**What to produce**
Pull every line containing the word "RedisConfig" from the records.

Stored entries:
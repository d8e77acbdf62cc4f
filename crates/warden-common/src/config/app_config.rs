//! Application configuration structs
//!
//! Loads configuration from environment variables (with `.env` support).
//! Every controller process is bound to exactly one game server, identified
//! by `CONTROLLER_SERVER_NUMBER`.

use std::env;
use thiserror::Error;

/// Configuration loading errors
#[derive(Debug, Error)]
pub enum ConfigError {
    #[error("Missing required environment variable: {0}")]
    MissingVar(&'static str),

    #[error("Invalid value for {var}: {value}")]
    InvalidVar { var: &'static str, value: String },
}

/// Main application configuration
#[derive(Debug, Clone)]
pub struct AppConfig {
    pub app: AppSettings,
    pub controller: ControllerConfig,
    pub database: DatabaseConfig,
    pub redis: RedisConfig,
    pub rcon: RconConfig,
    pub sweeper: SweeperConfig,
}

/// General application settings
#[derive(Debug, Clone)]
pub struct AppSettings {
    pub name: String,
    pub env: Environment,
}

/// Environment type
#[derive(Debug, Clone, Copy, PartialEq, Eq, Default)]
pub enum Environment {
    #[default]
    Development,
    Staging,
    Production,
}

impl Environment {
    #[must_use]
    pub fn is_production(&self) -> bool {
        matches!(self, Self::Production)
    }
}

/// Per-controller settings
#[derive(Debug, Clone)]
pub struct ControllerConfig {
    /// 1-based number of the game server this controller is bound to.
    pub server_number: u8,
}

/// Database configuration
#[derive(Debug, Clone)]
pub struct DatabaseConfig {
    pub url: String,
    pub max_connections: u32,
    pub min_connections: u32,
}

/// Redis configuration
#[derive(Debug, Clone)]
pub struct RedisConfig {
    pub url: String,
    pub max_connections: u32,
}

/// Game-server protocol client configuration
#[derive(Debug, Clone)]
pub struct RconConfig {
    pub address: String,
    pub password: String,
    pub pool_size: usize,
    pub command_timeout_secs: u64,
    /// TTL of the online-player cache, in seconds.
    pub online_cache_ttl_secs: u64,
}

/// Expiry sweeper configuration
#[derive(Debug, Clone)]
pub struct SweeperConfig {
    pub interval_secs: u64,
}

// Default value functions
fn default_app_name() -> String {
    "warden".to_string()
}

fn default_max_connections() -> u32 {
    10
}

fn default_min_connections() -> u32 {
    1
}

fn default_redis_max_connections() -> u32 {
    8
}

fn default_rcon_pool_size() -> usize {
    4
}

fn default_command_timeout_secs() -> u64 {
    10
}

fn default_online_cache_ttl_secs() -> u64 {
    15
}

fn default_sweeper_interval_secs() -> u64 {
    60
}

fn parse_var<T: std::str::FromStr>(var: &'static str) -> Result<Option<T>, ConfigError> {
    match env::var(var) {
        Ok(value) => value
            .parse()
            .map(Some)
            .map_err(|_| ConfigError::InvalidVar { var, value }),
        Err(_) => Ok(None),
    }
}

impl AppConfig {
    /// Load configuration from environment variables
    ///
    /// # Errors
    /// Returns an error if required environment variables are missing or
    /// unparseable
    pub fn from_env() -> Result<Self, ConfigError> {
        // Load .env file if present (ignore errors if not found)
        let _ = dotenvy::dotenv();

        Ok(Self {
            app: AppSettings {
                name: env::var("APP_NAME").unwrap_or_else(|_| default_app_name()),
                env: env::var("APP_ENV")
                    .ok()
                    .and_then(|s| match s.to_lowercase().as_str() {
                        "production" => Some(Environment::Production),
                        "staging" => Some(Environment::Staging),
                        "development" => Some(Environment::Development),
                        _ => None,
                    })
                    .unwrap_or_default(),
            },
            controller: ControllerConfig {
                server_number: parse_var("CONTROLLER_SERVER_NUMBER")?
                    .ok_or(ConfigError::MissingVar("CONTROLLER_SERVER_NUMBER"))?,
            },
            database: DatabaseConfig {
                url: env::var("DATABASE_URL")
                    .map_err(|_| ConfigError::MissingVar("DATABASE_URL"))?,
                max_connections: parse_var("DATABASE_MAX_CONNECTIONS")?
                    .unwrap_or_else(default_max_connections),
                min_connections: parse_var("DATABASE_MIN_CONNECTIONS")?
                    .unwrap_or_else(default_min_connections),
            },
            redis: RedisConfig {
                url: env::var("REDIS_URL").map_err(|_| ConfigError::MissingVar("REDIS_URL"))?,
                max_connections: parse_var("REDIS_MAX_CONNECTIONS")?
                    .unwrap_or_else(default_redis_max_connections),
            },
            rcon: RconConfig {
                address: env::var("RCON_ADDRESS")
                    .map_err(|_| ConfigError::MissingVar("RCON_ADDRESS"))?,
                password: env::var("RCON_PASSWORD")
                    .map_err(|_| ConfigError::MissingVar("RCON_PASSWORD"))?,
                pool_size: parse_var("RCON_POOL_SIZE")?.unwrap_or_else(default_rcon_pool_size),
                command_timeout_secs: parse_var("RCON_COMMAND_TIMEOUT_SECS")?
                    .unwrap_or_else(default_command_timeout_secs),
                online_cache_ttl_secs: parse_var("RCON_ONLINE_CACHE_TTL_SECS")?
                    .unwrap_or_else(default_online_cache_ttl_secs),
            },
            sweeper: SweeperConfig {
                interval_secs: parse_var("SWEEPER_INTERVAL_SECS")?
                    .unwrap_or_else(default_sweeper_interval_secs),
            },
        })
    }
}

#[cfg(test)]
mod tests {
    use super::*;

    #[test]
    fn test_environment_default() {
        assert_eq!(Environment::default(), Environment::Development);
        assert!(!Environment::Development.is_production());
        assert!(Environment::Production.is_production());
    }

    #[test]
    fn test_defaults() {
        assert_eq!(default_max_connections(), 10);
        assert_eq!(default_rcon_pool_size(), 4);
        assert_eq!(default_sweeper_interval_secs(), 60);
    }
}
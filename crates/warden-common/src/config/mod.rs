//! Configuration loading

mod app_config;

pub use app_config::{
    AppConfig, AppSettings, ConfigError, ControllerConfig, DatabaseConfig, Environment,
    RconConfig, RedisConfig, SweeperConfig,
};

**Answer to this task**
    pub redis: RedisConfig,
pub struct RedisConfig {
            redis: RedisConfig {
    RconConfig, RedisConfig, SweeperConfig,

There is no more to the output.